> **PROBLEM TO WORK ON**
Write out each line of the entries exactly, starting at the first and finishing with the line that contains "one column left)".

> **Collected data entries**
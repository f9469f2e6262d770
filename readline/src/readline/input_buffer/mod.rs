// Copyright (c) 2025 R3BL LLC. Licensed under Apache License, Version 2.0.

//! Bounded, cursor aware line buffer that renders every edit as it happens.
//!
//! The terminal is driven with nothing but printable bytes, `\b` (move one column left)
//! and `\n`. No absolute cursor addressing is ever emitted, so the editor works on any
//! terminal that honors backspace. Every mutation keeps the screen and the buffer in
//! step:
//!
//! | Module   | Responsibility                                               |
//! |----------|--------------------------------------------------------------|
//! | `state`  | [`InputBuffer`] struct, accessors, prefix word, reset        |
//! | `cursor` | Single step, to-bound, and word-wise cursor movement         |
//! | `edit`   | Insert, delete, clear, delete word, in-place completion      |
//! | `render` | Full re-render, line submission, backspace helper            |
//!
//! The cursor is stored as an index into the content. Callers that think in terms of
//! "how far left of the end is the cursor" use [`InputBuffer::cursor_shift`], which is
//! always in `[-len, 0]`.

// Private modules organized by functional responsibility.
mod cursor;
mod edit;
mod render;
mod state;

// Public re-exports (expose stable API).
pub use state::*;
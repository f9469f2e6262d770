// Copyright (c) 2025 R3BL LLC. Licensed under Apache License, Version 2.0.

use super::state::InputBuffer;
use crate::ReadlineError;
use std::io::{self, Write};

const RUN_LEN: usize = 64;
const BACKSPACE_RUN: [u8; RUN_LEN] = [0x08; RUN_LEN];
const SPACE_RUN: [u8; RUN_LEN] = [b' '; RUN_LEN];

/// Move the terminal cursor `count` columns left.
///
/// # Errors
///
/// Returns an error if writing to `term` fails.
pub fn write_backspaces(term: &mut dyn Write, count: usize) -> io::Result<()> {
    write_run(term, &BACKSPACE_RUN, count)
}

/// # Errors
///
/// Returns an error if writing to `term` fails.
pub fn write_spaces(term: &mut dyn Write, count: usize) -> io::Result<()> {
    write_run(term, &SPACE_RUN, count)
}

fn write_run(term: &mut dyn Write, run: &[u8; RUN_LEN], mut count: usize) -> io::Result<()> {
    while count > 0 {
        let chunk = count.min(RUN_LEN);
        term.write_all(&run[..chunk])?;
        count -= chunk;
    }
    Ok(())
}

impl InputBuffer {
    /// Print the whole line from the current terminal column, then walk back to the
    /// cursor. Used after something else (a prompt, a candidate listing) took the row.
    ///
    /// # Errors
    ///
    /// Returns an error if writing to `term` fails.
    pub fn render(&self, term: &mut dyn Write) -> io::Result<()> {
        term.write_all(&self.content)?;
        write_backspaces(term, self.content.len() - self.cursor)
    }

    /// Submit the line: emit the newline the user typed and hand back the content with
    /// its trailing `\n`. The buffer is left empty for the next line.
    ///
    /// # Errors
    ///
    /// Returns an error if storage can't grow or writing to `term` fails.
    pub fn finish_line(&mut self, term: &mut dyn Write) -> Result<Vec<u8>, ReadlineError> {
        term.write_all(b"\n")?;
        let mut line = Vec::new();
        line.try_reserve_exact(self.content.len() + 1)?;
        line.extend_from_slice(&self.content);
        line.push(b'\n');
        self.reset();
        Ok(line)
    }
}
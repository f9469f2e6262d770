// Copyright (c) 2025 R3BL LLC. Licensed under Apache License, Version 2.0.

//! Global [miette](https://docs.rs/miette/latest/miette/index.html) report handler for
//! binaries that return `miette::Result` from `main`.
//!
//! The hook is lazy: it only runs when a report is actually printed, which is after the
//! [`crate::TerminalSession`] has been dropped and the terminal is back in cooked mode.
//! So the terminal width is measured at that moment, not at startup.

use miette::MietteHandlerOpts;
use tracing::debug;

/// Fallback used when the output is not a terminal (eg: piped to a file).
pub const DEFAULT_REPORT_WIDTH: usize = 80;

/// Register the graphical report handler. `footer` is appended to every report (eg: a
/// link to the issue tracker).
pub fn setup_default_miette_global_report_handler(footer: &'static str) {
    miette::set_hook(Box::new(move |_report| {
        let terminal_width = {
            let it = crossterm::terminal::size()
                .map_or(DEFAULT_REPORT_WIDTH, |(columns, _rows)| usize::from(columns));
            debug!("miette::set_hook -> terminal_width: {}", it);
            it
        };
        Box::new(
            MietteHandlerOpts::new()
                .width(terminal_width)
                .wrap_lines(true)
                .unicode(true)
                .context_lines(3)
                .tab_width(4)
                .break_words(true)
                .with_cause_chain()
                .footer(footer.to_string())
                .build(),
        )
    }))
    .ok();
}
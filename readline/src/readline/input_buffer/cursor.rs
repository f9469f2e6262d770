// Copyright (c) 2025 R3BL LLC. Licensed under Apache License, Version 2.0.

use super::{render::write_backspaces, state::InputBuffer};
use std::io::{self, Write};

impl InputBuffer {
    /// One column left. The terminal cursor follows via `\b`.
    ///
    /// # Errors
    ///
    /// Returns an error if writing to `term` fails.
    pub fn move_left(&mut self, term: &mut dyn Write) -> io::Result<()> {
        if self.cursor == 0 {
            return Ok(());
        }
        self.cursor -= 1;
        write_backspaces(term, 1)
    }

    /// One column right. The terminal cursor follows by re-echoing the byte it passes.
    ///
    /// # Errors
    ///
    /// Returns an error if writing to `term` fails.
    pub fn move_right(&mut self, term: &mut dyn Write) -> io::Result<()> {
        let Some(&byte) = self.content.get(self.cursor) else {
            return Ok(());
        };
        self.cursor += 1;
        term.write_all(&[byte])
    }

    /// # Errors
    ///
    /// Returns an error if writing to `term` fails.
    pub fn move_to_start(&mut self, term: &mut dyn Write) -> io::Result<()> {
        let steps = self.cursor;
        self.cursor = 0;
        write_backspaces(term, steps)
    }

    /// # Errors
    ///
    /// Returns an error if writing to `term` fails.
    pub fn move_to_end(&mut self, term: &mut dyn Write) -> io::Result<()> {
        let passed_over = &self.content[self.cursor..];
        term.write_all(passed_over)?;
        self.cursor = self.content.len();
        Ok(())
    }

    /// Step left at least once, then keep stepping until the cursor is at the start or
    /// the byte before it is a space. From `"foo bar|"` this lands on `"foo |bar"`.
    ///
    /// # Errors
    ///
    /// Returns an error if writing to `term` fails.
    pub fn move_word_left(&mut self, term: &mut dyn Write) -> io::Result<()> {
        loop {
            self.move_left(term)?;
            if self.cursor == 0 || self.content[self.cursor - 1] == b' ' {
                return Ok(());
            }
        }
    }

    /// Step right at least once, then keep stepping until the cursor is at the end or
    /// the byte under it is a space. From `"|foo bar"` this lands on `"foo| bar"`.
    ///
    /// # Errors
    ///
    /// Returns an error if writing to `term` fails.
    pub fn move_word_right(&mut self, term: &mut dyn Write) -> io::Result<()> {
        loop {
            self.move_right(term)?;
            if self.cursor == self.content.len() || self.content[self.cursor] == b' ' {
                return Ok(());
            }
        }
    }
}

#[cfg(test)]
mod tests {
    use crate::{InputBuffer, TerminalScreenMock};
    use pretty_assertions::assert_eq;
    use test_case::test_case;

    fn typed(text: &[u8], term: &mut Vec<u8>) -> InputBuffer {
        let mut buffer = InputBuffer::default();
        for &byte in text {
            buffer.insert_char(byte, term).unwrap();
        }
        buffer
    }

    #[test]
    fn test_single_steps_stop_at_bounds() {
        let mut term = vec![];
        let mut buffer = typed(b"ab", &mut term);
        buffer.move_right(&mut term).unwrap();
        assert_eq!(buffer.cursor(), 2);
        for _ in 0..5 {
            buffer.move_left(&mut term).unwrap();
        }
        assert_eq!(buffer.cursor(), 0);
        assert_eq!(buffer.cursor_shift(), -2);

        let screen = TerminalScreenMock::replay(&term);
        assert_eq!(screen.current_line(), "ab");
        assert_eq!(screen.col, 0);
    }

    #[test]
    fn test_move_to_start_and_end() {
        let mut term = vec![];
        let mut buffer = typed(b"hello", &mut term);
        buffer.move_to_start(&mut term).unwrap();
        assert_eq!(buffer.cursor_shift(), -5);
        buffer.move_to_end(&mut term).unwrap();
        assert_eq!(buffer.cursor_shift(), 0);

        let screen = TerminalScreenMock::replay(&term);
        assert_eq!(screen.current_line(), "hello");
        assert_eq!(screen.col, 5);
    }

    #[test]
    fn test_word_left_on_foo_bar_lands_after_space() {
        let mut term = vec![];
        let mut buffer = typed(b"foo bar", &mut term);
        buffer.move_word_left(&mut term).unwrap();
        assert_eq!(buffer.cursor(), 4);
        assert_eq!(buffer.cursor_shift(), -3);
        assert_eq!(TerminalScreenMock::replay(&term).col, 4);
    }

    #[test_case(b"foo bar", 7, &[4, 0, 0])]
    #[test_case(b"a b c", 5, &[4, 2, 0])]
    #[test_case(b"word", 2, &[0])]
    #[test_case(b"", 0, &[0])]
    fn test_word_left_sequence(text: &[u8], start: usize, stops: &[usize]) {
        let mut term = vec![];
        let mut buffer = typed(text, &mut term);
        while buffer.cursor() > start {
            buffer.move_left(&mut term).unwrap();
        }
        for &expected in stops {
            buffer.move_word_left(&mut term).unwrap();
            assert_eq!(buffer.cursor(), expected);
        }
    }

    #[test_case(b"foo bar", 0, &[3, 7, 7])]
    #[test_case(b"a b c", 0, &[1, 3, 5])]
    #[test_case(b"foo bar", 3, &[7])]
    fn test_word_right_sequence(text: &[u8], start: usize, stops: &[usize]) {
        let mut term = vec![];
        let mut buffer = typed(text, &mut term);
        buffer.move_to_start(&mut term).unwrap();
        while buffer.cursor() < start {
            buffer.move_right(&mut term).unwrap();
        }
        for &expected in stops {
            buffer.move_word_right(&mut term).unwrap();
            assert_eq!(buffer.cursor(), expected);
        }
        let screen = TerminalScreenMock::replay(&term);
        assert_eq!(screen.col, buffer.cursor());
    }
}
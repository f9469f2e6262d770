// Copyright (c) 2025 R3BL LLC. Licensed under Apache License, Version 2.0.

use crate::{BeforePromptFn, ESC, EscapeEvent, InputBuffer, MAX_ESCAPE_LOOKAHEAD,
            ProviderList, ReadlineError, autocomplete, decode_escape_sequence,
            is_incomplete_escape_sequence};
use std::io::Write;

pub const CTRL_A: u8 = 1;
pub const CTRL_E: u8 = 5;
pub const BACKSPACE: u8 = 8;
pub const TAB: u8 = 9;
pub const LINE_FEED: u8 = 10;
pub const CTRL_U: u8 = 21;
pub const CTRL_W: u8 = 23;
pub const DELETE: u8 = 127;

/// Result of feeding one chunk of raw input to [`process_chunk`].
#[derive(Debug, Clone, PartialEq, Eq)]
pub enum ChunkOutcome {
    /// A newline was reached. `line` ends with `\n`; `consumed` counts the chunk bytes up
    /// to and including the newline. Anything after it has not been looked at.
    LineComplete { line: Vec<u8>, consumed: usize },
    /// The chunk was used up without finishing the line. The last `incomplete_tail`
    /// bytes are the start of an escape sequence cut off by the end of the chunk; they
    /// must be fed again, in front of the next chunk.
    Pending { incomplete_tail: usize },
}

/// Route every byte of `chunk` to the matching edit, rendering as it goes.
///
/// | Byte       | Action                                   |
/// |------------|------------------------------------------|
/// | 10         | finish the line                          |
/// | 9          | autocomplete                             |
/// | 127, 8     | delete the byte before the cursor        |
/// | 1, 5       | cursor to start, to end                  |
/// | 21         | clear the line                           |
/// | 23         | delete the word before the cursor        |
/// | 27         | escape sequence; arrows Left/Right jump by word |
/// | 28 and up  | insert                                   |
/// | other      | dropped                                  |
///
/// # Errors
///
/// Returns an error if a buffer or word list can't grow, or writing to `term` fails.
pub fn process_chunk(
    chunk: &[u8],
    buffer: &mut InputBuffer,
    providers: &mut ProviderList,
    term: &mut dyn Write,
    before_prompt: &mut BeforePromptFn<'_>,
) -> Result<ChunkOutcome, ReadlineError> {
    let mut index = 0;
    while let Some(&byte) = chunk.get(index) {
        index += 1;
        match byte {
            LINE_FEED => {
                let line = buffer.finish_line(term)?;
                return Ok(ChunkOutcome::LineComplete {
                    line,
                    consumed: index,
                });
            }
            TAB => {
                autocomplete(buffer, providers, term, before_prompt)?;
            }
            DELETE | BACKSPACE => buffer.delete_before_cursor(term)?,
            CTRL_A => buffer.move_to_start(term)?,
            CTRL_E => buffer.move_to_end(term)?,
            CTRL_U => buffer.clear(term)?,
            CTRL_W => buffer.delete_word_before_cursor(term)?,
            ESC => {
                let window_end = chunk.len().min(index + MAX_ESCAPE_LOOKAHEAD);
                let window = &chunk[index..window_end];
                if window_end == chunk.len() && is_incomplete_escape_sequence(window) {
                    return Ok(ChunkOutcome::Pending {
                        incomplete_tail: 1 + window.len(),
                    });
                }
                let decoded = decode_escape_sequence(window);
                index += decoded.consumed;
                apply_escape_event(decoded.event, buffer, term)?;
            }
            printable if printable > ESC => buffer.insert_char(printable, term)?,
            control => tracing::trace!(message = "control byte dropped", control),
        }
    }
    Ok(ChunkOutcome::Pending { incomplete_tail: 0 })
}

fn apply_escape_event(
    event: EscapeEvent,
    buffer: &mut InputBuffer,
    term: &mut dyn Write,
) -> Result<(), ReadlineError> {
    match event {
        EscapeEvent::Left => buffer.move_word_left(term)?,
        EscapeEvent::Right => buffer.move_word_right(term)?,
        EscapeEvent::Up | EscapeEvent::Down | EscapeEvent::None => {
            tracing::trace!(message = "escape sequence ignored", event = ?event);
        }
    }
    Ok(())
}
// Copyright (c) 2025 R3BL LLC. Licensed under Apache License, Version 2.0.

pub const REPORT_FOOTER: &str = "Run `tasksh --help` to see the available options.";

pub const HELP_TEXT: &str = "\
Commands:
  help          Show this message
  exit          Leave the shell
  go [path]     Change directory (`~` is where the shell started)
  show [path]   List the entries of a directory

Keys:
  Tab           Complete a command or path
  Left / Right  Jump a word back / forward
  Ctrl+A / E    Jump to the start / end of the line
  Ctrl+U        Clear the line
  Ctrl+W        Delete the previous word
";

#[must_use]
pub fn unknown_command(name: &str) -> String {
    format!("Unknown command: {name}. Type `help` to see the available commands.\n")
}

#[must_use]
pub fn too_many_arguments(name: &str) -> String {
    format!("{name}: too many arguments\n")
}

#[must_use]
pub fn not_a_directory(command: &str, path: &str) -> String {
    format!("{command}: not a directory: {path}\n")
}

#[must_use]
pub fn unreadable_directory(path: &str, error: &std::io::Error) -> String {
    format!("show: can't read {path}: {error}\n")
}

> **ANSWER TO THE PROBLEM**
repository f9469f2e6262d770
filename readline/src/readline/input_buffer/mod.rs
// Copyright (c) 2025 R3BL LLC. Licensed under Apache License, Version 2.0.

//! Bounded, cursor aware line buffer that renders every edit as it happens.
//!
//! The terminal is driven with nothing but printable bytes, `\b` (move one column left)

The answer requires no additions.